Au moment où il la posait sur le lit, qui plia sous le poids, une nouvelle détonation, plus proche celle-là, retentit.

Alors Jean, secoué d’une colère tumultueuse, jura : « Nom de D… ! Ils croient que je ne sortirai pas à cause de toi ?… Attends, attends ! ». Il se chaussa, décrocha son fusil toujours pendu à portée de sa main, et, comme sa femme se traînait à ses genoux et le suppliait, éperdue, il se dégagea vivement, courut à la fenêtre et sauta dans la cour.

Elle attendit une heure, deux heures, jusqu’au jour. Son mari ne rentra pas. Alors elle perdit la tête, appela, raconta la fureur de Jean et sa course après les braconniers.

Aussitôt les valets, les charretiers, les gars partirent à la recherche du maître.

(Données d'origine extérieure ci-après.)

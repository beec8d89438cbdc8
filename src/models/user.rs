// src/models/user.rs

use regex::Regex;
use serde::{Deserialize, Serialize};
use sqlx::FromRow;
use std::sync::LazyLock;
use validator::Validate;

/// Shared with the profile-settings form, which edits the same field.
pub static USERNAME_RE: LazyLock<Regex> =
    LazyLock::new(|| Regex::new(r"^\w{3,50}$").expect("username pattern"));

/// Represents the 'users' table in the database.
#[derive(Debug, Clone, FromRow, Serialize, Deserialize)]
pub struct User {
    pub id: i64,

    /// Unique sign-in email.
    pub email: String,

    /// Argon2 password hash.
    /// Skipped during serialization to prevent leaking sensitive data.
    #[serde(skip)]
    pub password: String,

    pub created_at: Option<chrono::DateTime<chrono::Utc>>,
}

/// DTO for creating a new account (Sign-up).
#[derive(Debug, Deserialize, Validate)]
pub struct RegisterRequest {
    #[validate(email(message = "Invalid email address."))]
    pub email: String,

    #[validate(length(
        min = 8,
        max = 128,
        message = "Password length must be between 8 and 128 characters."
    ))]
    pub password: String,

    /// Optional display username; defaults to the email local-part.
    #[validate(regex(path = *USERNAME_RE, message = "Username must be 3-50 word characters."))]
    pub username: Option<String>,
}

/// DTO for signing in.
#[derive(Debug, Deserialize, Validate)]
pub struct LoginRequest {
    #[validate(email(message = "Invalid email address."))]
    pub email: String,

    #[validate(length(min = 1, max = 128))]
    pub password: String,
}

/// DTO for the security-settings password change.
#[derive(Debug, Deserialize, Validate)]
pub struct ChangePasswordRequest {
    #[validate(length(min = 1, max = 128))]
    pub current_password: String,

    #[validate(length(
        min = 8,
        max = 128,
        message = "Password length must be between 8 and 128 characters."
    ))]
    pub new_password: String,
}
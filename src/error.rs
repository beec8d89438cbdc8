// src/error.rs

use axum::{
    Json,
    http::StatusCode,
    response::{IntoResponse, Response},
};
use serde_json::json;
use std::fmt;

/// Global Application Error Enum.
/// Centralizes error handling and mapping to HTTP responses.
#[derive(Debug)]
pub enum AppError {
    // 500 Internal Server Error
    InternalServerError(String),

    // 400 Bad Request
    BadRequest(String),

    // 401 Unauthorized
    AuthError(String),

    // 404 Not Found
    NotFound(String),

    // 409 Conflict (e.g., duplicate email)
    Conflict(String),

    // 429 Too Many Requests (sign-in attempt limiter)
    RateLimited(String),
}

impl fmt::Display for AppError {
    fn fmt(&self, f: &mut fmt::Formatter<'_>) -> fmt::Result {
        write!(f, "{:?}", self)
    }
}

impl std::error::Error for AppError {}

/// Implements `IntoResponse` for `AppError`.
/// Converts the error into a JSON response with appropriate HTTP status code.
impl IntoResponse for AppError {
    fn into_response(self) -> Response {
        let (status, error_message) = match self {
            AppError::InternalServerError(msg) => {
                tracing::error!("Internal Server Error: {}", msg);
                (
                    StatusCode::INTERNAL_SERVER_ERROR,
                    "Internal Server Error".to_string(),
                )
            }
            AppError::BadRequest(msg) => (StatusCode::BAD_REQUEST, msg),
            AppError::AuthError(msg) => (StatusCode::UNAUTHORIZED, msg),
            AppError::NotFound(msg) => (StatusCode::NOT_FOUND, msg),
            AppError::Conflict(msg) => (StatusCode::CONFLICT, msg),
            AppError::RateLimited(msg) => (StatusCode::TOO_MANY_REQUESTS, msg),
        };
        let body = Json(json!({
            "error": error_message,
        }));

        (status, body).into_response()
    }
}

/// Converts `sqlx::Error` into `AppError::InternalServerError`.
/// Allows using `?` operator on database queries.
impl From<sqlx::Error> for AppError {
    fn from(err: sqlx::Error) -> Self {
        AppError::InternalServerError(err.to_string())
    }
}

impl From<serde_json::Error> for AppError {
    fn from(err: serde_json::Error) -> Self {
        AppError::BadRequest(err.to_string())
    }
}

/// True when the error is a unique-constraint violation.
///
/// Lazy profile/stats creation and completion marking both race against
/// concurrent requests touching the same rows; callers treat this case
/// as "record already exists" rather than a failure.
pub fn is_unique_violation(err: &sqlx::Error) -> bool {
    match err {
        sqlx::Error::Database(db) => matches!(db.kind(), sqlx::error::ErrorKind::UniqueViolation),
        _ => false,
    }
}
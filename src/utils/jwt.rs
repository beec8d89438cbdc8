// src/utils/jwt.rs

use std::time::{SystemTime, UNIX_EPOCH};

use axum::{
    body::Body,
    extract::State,
    http::{Request, StatusCode, header},
    middleware::Next,
    response::Response,
};
use jsonwebtoken::{DecodingKey, EncodingKey, Header, Validation, decode, encode};
use serde::{Deserialize, Serialize};

use crate::{config::Config, error::AppError};

/// JWT Claims structure.
#[derive(Debug, Deserialize, Serialize, Clone)]
pub struct Claims {
    /// Subject - Stores the User ID (as string).
    pub sub: String,
    /// Account email; the lazy initializer derives a default username from it.
    pub email: String,
    /// Expiration time as Unix timestamp.
    pub exp: usize,
}

impl Claims {
    /// The user id carried in `sub`. Tokens are only ever signed from a
    /// numeric id, so a mismatch means a forged or corrupted token.
    pub fn user_id(&self) -> Result<i64, AppError> {
        self.sub
            .parse()
            .map_err(|_| AppError::AuthError("Invalid token subject".to_string()))
    }
}

/// Signs a new JWT for the user.
pub fn sign_jwt(
    id: i64,
    email: &str,
    secret: &str,
    expiration_seconds: u64,
) -> Result<String, AppError> {
    // Calculate expiration: current time + expiration_seconds
    let expiration = SystemTime::now()
        .duration_since(UNIX_EPOCH)
        .map_err(|e| AppError::InternalServerError(e.to_string()))?
        .as_secs() as usize
        + expiration_seconds as usize;

    let claims = Claims {
        sub: id.to_string(),
        email: email.to_owned(),
        exp: expiration,
    };

    encode(
        &Header::default(),
        &claims,
        &EncodingKey::from_secret(secret.as_bytes()),
    )
    .map_err(|e| AppError::InternalServerError(e.to_string()))
}

/// Verifies and decodes a JWT string.
///
/// Returns the `Claims` if valid, otherwise returns an `AppError`.
pub fn verify_jwt(token: &str, secret: &str) -> Result<Claims, AppError> {
    let token_data = decode(
        token,
        &DecodingKey::from_secret(secret.as_bytes()),
        &Validation::default(),
    )
    .map_err(|_| AppError::AuthError("Invalid token".to_string()))?;

    Ok(token_data.claims)
}

/// Axum Middleware: Authentication.
///
/// Intercepts requests, validates the 'Authorization: Bearer <token>' header.
/// If valid, injects `Claims` into the request extensions for handlers to use.
/// If invalid, returns 401 Unauthorized.
pub async fn auth_middleware(
    State(config): State<Config>,
    mut req: Request<Body>,
    next: Next,
) -> Result<Response, StatusCode> {
    let auth_header = req
        .headers()
        .get(header::AUTHORIZATION)
        .and_then(|value| value.to_str().ok());

    let token = match auth_header {
        Some(header) if header.starts_with("Bearer ") => &header[7..],
        _ => return Err(StatusCode::UNAUTHORIZED),
    };

    match verify_jwt(token, &config.jwt_secret) {
        Ok(claims) => {
            req.extensions_mut().insert(claims);
            Ok(next.run(req).await)
        }
        Err(_) => Err(StatusCode::UNAUTHORIZED),
    }
}
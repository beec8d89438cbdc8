// src/models/activity.rs

use serde::{Deserialize, Serialize};
use sqlx::FromRow;

/// What a user did; stored as text in 'user_activities.action'.
#[derive(Debug, Clone, Copy, PartialEq, Eq)]
pub enum ActivityAction {
    Solved,
    Attempted,
    Reviewed,
    Joined,
}

impl ActivityAction {
    pub fn as_str(self) -> &'static str {
        match self {
            ActivityAction::Solved => "Solved",
            ActivityAction::Attempted => "Attempted",
            ActivityAction::Reviewed => "Reviewed",
            ActivityAction::Joined => "Joined",
        }
    }
}

/// Represents the 'user_activities' table.
///
/// Append-only log; served newest-first. `problem_id` is null for
/// activities that are not tied to a problem (e.g. Joined), and the title
/// and difficulty are denormalized so the feed survives problem deletion.
#[derive(Debug, Clone, FromRow, Serialize, Deserialize)]
pub struct UserActivity {
    pub id: i64,
    pub user_id: i64,
    pub problem_id: Option<i64>,
    pub action: String,
    pub problem_title: String,
    pub difficulty: String,
    pub created_at: Option<chrono::DateTime<chrono::Utc>>,
}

On le retrouva à deux lieues de la ferme, ficelé des pieds à la tête, à moitié mort de fureur, son fusil tordu, sa culotte à l’envers, avec trois lièvres trépassés autour du cou et une pancarte sur la poitrine :

« Qui va à la chasse, perd sa place ».

Et, plus tard, quand il racontait cette nuit d’épousailles, il ajoutait : « Oh ! Pour une farce ! C’était une bonne farce. Ils m’ont pris dans un collet comme un lapin, les salauds, et ils m’ont caché la tête dans un sac. Mais si je les tâte un jour, gare à eux !

Et voilà comment on s’amuse, les jours de noce, au pays normand.

8 août 1882

Les sabots

À Léon Fontaine

Le vieux curé bredouillait les derniers mots de son sermon au-dessus des bonnets blancs des paysannes et des cheveux rudes ou pommadés des paysans. Les grands paniers des fermières venues de loin pour la messe étaient posés à terre à côté d’elles ; et la lourde chaleur d’un jour de juillet dégageait de tout le monde une odeur de bétail, un fumet de troupeau. Les voix des coqs entraient par la grande porte ouverte, et aussi les meuglements des vaches couchées dans un champ voisin. Parfois un souffle d’air chargé d’arômes des champs s’engouffrait sous le portail et, en soulevant sur son passage les longs rubans des coiffures, il allait faire vaciller sur l’autel les petites flammes jaunes au bout des cierges…« Comme le désire le bon Dieu. Ainsi soit-il ! » prononçait le prêtre. Puis il se tut, ouvrit un livre et se mit, comme chaque semaine, à recommander à ses ouailles les petites affaires intimes de la commune. C’était un vieux homme à cheveux blancs qui administrait la paroisse depuis bientôt quarante ans, et le prône lui servait pour communiquer familièrement avec tout son monde.

Il reprit : « Je recommande à vos prières Désiré Vallin, qu’est bien malade et aussi la Paumelle qui ne se remet pas vite de ses couches ».

Il ne savait plus ; il cherchait les bouts de papier posés dans un bréviaire. Il en retrouva deux enfin et continua : « Il ne faut pas que les garçons et les filles viennent comme ça, le soir, dans le cimetière, ou bien je préviendrai le garde champêtre.

— M. Césaire Omont voudrait bien trouver une jeune fille honnête comme servante ». Il réfléchit encore quelques secondes, puis ajouta : « C’est tout, mes frères, c’est la grâce que je vous souhaite au nom du Père, et du Fils, et du Saint-Esprit ».

Et il descendit de la chaire pour terminer sa messe.

Quand les Malandain furent rentrés dans leur chaumière, la dernière du hameau de la Sablière, sur la route de Fourville, le père, un vieux petit paysan sec et ridé, s’assit devant la table, pendant que sa femme décrochait la marmite et que sa fille Adélaïde prenait dans le buffet les verres et les assiettes, et il dit : « Ça s’rait p’t être bon, c’te place chez maîtr’Omont, vu que le v’là veuf, que sa bru l’aime pas, qu’il est seul et qu’il a d’quoi. J’ferions p’t être ben d’y envoyer Adélaïde ».